### [WORK TO BE COMPLETED]
The answer must consist of the listing, reproduced exactly.

Start of Block

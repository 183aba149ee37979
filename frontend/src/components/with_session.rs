use crate::components::imports::*;
use crate::guard::{require_session, Guard};

/// Draws `view` with the stored session, or sends the admin to login.
///
/// Protected views call this from their own `view`, so a session that expires
/// or gets cleared while they are mounted is noticed on their next render.
pub fn with_session(services: &Services, view: impl FnOnce(Session) -> Html) -> Html {
    match require_session(&services.session) {
        Guard::Allow(session) => view(session),
        Guard::Redirect(route) => {
            console::log!("no session, leaving protected view");

            html! { <Redirect<Route> to={route}/> }
        }
    }
}

/// Router level gate, keeps protected views from being built without a session.
pub struct WithSession {
    services: Services,
}

#[derive(Properties, PartialEq)]
pub struct Props {
    #[prop_or_default]
    pub children: Children,
}

impl Component for WithSession {
    type Message = ();
    type Properties = Props;

    fn create(ctx: &Context<Self>) -> Self {
        Self {
            services: ctx.link().services(),
        }
    }

    fn view(&self, ctx: &Context<Self>) -> Html {
        with_session(&self.services, |_| {
            console::log!("drawing WithSession with session");
            html! { <>{ ctx.props().children.clone() }</> }
        })
    }
}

End of Block

### [SOLUTION BELOW]
repository 183aba149ee37979
filename frontend/src/components/with_session.rs
use crate::components::imports::*;
use crate::guard::{require_session, Guard};

/// Draws `view` with the stored session, or sends the admin to login.
///
/// Protected views call this from their own `view`, so a session that expires
/// or gets cleared while they are mounted is noticed on their next render.
pub fn with_session(services: &Services, view: impl FnOnce(Session) -> Html) -> Html {
    match require_session(&services.session) {
        Guard::Allow(session) => view(session),
        Guard::Redirect(route) => {
            console::log!("no session, leaving protected view");

            html! { <Redirect<Route> to={route}/> }
        }
    }
}

/// Router level gate, keeps protected views from being built without a session.
pub struct WithSession {
    services: Services,
}

#[derive(Properties, PartialEq)]
pub struct Props {
    #[prop_or_default]
    pub children: Children,
}

impl Component for WithSession {
    type Message = ();
    type Properties = Props;

    fn create(ctx: &Context<Self>) -> Self {
        Self {
            services: ctx.link().services(),
        }
    }

    fn view(&self, ctx: &Context<Self>) -> Html {
        with_session(&self.services, |_| {
            console::log!("drawing WithSession with session");
            html! { <>{ ctx.props().children.clone() }</> }
        })
    }
}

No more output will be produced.